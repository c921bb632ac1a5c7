//! Prime factorisation by trial division.
//!
//! Factors are produced in non-decreasing order, so multiplying them back
//! together reconstructs the input. The search is resumable: each call to
//! [`PrimeFactors::poll_next`] performs at most `budget` trial divisions and
//! reports [`FactorStatus::Pending`] if no factor turned up, letting an async
//! caller yield and check for cancellation between slices of work.

/// Result of one bounded step of the factor search.
#[derive(Clone, Copy, Debug, PartialEq, Eq)]
pub enum FactorStatus {
    /// The next factor in non-decreasing order.
    Ready { factor: u64 },
    /// The trial budget ran out before a factor was found.
    Pending,
    /// The remainder reached one; there are no more factors.
    Done,
}

/// Resumable trial-division state for a single number.
#[derive(Clone, Debug)]
pub struct PrimeFactors {
    remaining: u64,
    divisor: u64,
}

impl PrimeFactors {
    /// Starts factorising `number`. Zero and one have no prime factors.
    pub const fn new(number: u64) -> Self {
        Self {
            remaining: if number == 0 { 1 } else { number },
            divisor: 2,
        }
    }

    /// Runs at most `budget` trial divisions looking for the next factor.
    pub fn poll_next(&mut self, budget: u32) -> FactorStatus {
        for _ in 0..budget.max(1) {
            if self.remaining <= 1 {
                return FactorStatus::Done;
            }

            if self.remaining % self.divisor == 0 {
                self.remaining /= self.divisor;
                return FactorStatus::Ready {
                    factor: self.divisor,
                };
            }

            // No divisor up to the square root: the remainder is prime.
            if self.divisor.saturating_mul(self.divisor) > self.remaining {
                let factor = self.remaining;
                self.remaining = 1;
                return FactorStatus::Ready { factor };
            }

            self.divisor += 1;
        }

        if self.remaining <= 1 {
            FactorStatus::Done
        } else {
            FactorStatus::Pending
        }
    }
}

impl Iterator for PrimeFactors {
    type Item = u64;

    fn next(&mut self) -> Option<u64> {
        loop {
            match self.poll_next(u32::MAX) {
                FactorStatus::Ready { factor } => return Some(factor),
                FactorStatus::Pending => continue,
                FactorStatus::Done => return None,
            }
        }
    }
}

#[cfg(test)]
mod tests {
    use super::*;

    fn is_prime(n: u64) -> bool {
        n >= 2 && (2..).take_while(|d| d * d <= n).all(|d| n % d != 0)
    }

    #[test]
    fn factors_of_one_hundred() {
        assert_eq!(PrimeFactors::new(100).collect::<Vec<_>>(), vec![2, 2, 5, 5]);
    }

    #[test]
    fn one_and_zero_have_no_factors() {
        assert_eq!(PrimeFactors::new(1).count(), 0);
        assert_eq!(PrimeFactors::new(0).count(), 0);
    }

    #[test]
    fn factors_are_sorted_prime_and_multiply_back() {
        for n in (2..5_000).chain([120, 1_000_003, 600_851_475_143, 9_699_690]) {
            let factors: Vec<_> = PrimeFactors::new(n).collect();
            assert!(factors.windows(2).all(|w| w[0] <= w[1]), "{n}: {factors:?}");
            assert!(factors.iter().all(|&f| is_prime(f)), "{n}: {factors:?}");
            assert_eq!(factors.iter().product::<u64>(), n);
        }
    }

    #[test]
    fn large_prime_is_emitted_whole() {
        let p = 2_147_483_647; // 2^31 - 1
        assert_eq!(PrimeFactors::new(p).collect::<Vec<_>>(), vec![p]);
        assert_eq!(
            PrimeFactors::new(2 * p).collect::<Vec<_>>(),
            vec![2, p]
        );
    }

    #[test]
    fn small_budget_reports_pending_then_resumes() {
        // 10007 is prime; finding that takes ~100 trial divisions.
        let mut factors = PrimeFactors::new(10_007);
        assert_eq!(factors.poll_next(4), FactorStatus::Pending);

        let mut polls = 1;
        let factor = loop {
            polls += 1;
            match factors.poll_next(4) {
                FactorStatus::Ready { factor } => break factor,
                FactorStatus::Pending => continue,
                FactorStatus::Done => panic!("ran out of factors"),
            }
        };

        assert_eq!(factor, 10_007);
        assert!(polls > 2);
        assert_eq!(factors.poll_next(4), FactorStatus::Done);
    }
}
//! Stream admission and graceful shutdown.
//!
//! [`Lifecycle`] is shared by every handler. Each streaming call registers
//! itself through [`Lifecycle::begin_stream`] and holds the returned
//! [`StreamGuard`] for as long as it runs. Shutdown is coordinated in phases:
//! stop admitting new streams, let in-flight streams drain for a bounded time,
//! then cancel whatever is left through the shared [`CancellationToken`].

use crate::server::telemetry::{
    decrement_streams_inflight, increment_requests, increment_streams_inflight,
    record_stream_duration,
};
use core::time::Duration;
use quill_tonic_core::{Error, Result};
use std::{
    sync::{
        Arc,
        atomic::{AtomicBool, AtomicUsize, Ordering},
    },
    time::Instant,
};
use tokio::time::{sleep, timeout};
use tokio_util::sync::CancellationToken;

#[derive(Debug)]
pub struct Lifecycle {
    shutdown_token: CancellationToken,
    accepting: AtomicBool,
    streams_inflight: AtomicUsize,
    shutdown_timeout: Duration,
}

impl Lifecycle {
    pub fn new(shutdown_timeout: Duration) -> Arc<Self> {
        Arc::new(Self {
            shutdown_token: CancellationToken::new(),
            accepting: AtomicBool::new(true),
            streams_inflight: AtomicUsize::new(0),
            shutdown_timeout,
        })
    }

    /// A token cancelled when shutdown gives up on draining.
    ///
    /// Child tokens let a single call be cancelled without affecting others.
    pub fn call_token(&self) -> CancellationToken {
        self.shutdown_token.child_token()
    }

    pub fn streams_inflight(&self) -> usize {
        self.streams_inflight.load(Ordering::Acquire)
    }

    /// Registers a new streaming call.
    ///
    /// # Errors
    ///
    /// Returns [`Error::Cancelled`] once shutdown has started.
    pub fn begin_stream(self: &Arc<Self>) -> Result<StreamGuard> {
        if !self.accepting.load(Ordering::Acquire) {
            return Err(Error::Cancelled);
        }

        self.streams_inflight.fetch_add(1, Ordering::AcqRel);
        increment_requests();
        increment_streams_inflight();

        Ok(StreamGuard {
            lifecycle: Arc::clone(self),
            start: Instant::now(),
        })
    }

    /// Gracefully shuts down streaming.
    ///
    /// - Refuses new streams.
    /// - Waits up to the configured timeout for in-flight streams to finish.
    /// - Cancels the shared token so the remaining streams stop at their next
    ///   suspension point.
    pub async fn shutdown(&self) {
        // === Phase 0: Stop accepting new streams ===
        #[cfg(feature = "tracing")]
        tracing::info!("Refusing new streams");
        self.accepting.store(false, Ordering::Release);

        // === Phase 1: Wait for in-flight streams to drain ===
        #[cfg(feature = "tracing")]
        tracing::info!(
            "Draining in-flight streams ({} active)",
            self.streams_inflight()
        );
        let drain_result = timeout(self.shutdown_timeout, async {
            while self.streams_inflight() > 0 {
                sleep(Duration::from_millis(100)).await;
            }
        })
        .await;

        match drain_result {
            Ok(()) => {
                #[cfg(feature = "tracing")]
                tracing::debug!("All in-flight streams drained successfully");
            }
            Err(_) => {
                #[cfg(feature = "tracing")]
                tracing::warn!(
                    "Graceful drain timed out ({} streams still active)",
                    self.streams_inflight()
                );
            }
        }

        // === Phase 2: Cancel any remaining streams ===
        #[cfg(feature = "tracing")]
        tracing::debug!("Cancelling remaining streams via shutdown token");
        self.shutdown_token.cancel();
    }
}

/// Registration of one in-flight streaming call. Dropping it ends the
/// registration and records the call's duration.
#[derive(Debug)]
pub struct StreamGuard {
    lifecycle: Arc<Lifecycle>,
    start: Instant,
}

impl Drop for StreamGuard {
    fn drop(&mut self) {
        self.lifecycle
            .streams_inflight
            .fetch_sub(1, Ordering::AcqRel);
        decrement_streams_inflight();
        record_stream_duration(self.start.elapsed().as_secs_f64() * 1000.0);
    }
}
────────────────────────────────────────
Your instructions
Check each line of the records for "collect" and copy the ones that contain it.

Task solution
        assert_eq!(PrimeFactors::new(100).collect::<Vec<_>>(), vec![2, 2, 5, 5]);
            let factors: Vec<_> = PrimeFactors::new(n).collect();
        assert_eq!(PrimeFactors::new(p).collect::<Vec<_>>(), vec![p]);
            PrimeFactors::new(2 * p).collect::<Vec<_>>(),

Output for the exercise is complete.